WHAT IS REQUIRED: Going through the data below, copy out each line where the word "InMemoryBrowser" shows up.

LISTED RECORDS:
//! App Core.
//!
//! Wires settings, the selected persistence backend, the browser window
//! registry and the collection store together.

use std::path::PathBuf;
use std::sync::Arc;

use crate::browser::InMemoryBrowser;
use crate::managers::collection_store::{CollectionStore, CollectionStoreTrait};
use crate::services::settings_engine::{SettingsEngine, SettingsEngineTrait};
use crate::storage::{self, PersistencePort};
use crate::types::errors::CollectionError;

/// Central application struct holding the store and its collaborators.
pub struct App {
    pub settings_engine: SettingsEngine,
    pub browser: Arc<InMemoryBrowser>,
    pub store: CollectionStore,
}

impl App {
    /// Loads settings from `config_path` (or the platform default) and opens
    /// the configured backend. Call [`App::startup`] before using the store.
    pub fn new(config_path: Option<String>) -> Result<Self, Box<dyn std::error::Error>> {
        let mut settings_engine = SettingsEngine::new(config_path);
        let settings = settings_engine.load()?;

        let persistence = storage::open_backend(&settings.storage)?;
        Ok(Self::with_parts(
            settings_engine,
            persistence,
            Arc::new(InMemoryBrowser::new()),
        ))
    }

    /// Builds an app from explicit parts. The storage key comes from the engine's settings.
    pub fn with_parts(
        settings_engine: SettingsEngine,
        persistence: Arc<dyn PersistencePort>,
        browser: Arc<InMemoryBrowser>,
    ) -> Self {
        let key = settings_engine.get_settings().storage.key.clone();
        let store = CollectionStore::with_key(persistence, browser.clone(), &key);
        Self {
            settings_engine,
            browser,
            store,
        }
    }

    /// Startup sequence: load the persisted collections.
    pub async fn startup(&mut self) -> Result<usize, CollectionError> {
        let count = self.store.load().await?;
        log::info!("startup complete, {} collections available", count);
        Ok(count)
    }

    /// Directory exports are written to when no directory is given.
    pub fn export_dir(&self) -> PathBuf {
        let settings = self.settings_engine.get_settings();
        match &settings.export.directory {
            Some(dir) => PathBuf::from(dir),
            None => storage::resolve_data_dir(&settings.storage),
        }
    }
}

RESPONSE BOX:
use crate::browser::InMemoryBrowser;
    pub browser: Arc<InMemoryBrowser>,
            Arc::new(InMemoryBrowser::new()),
        browser: Arc<InMemoryBrowser>,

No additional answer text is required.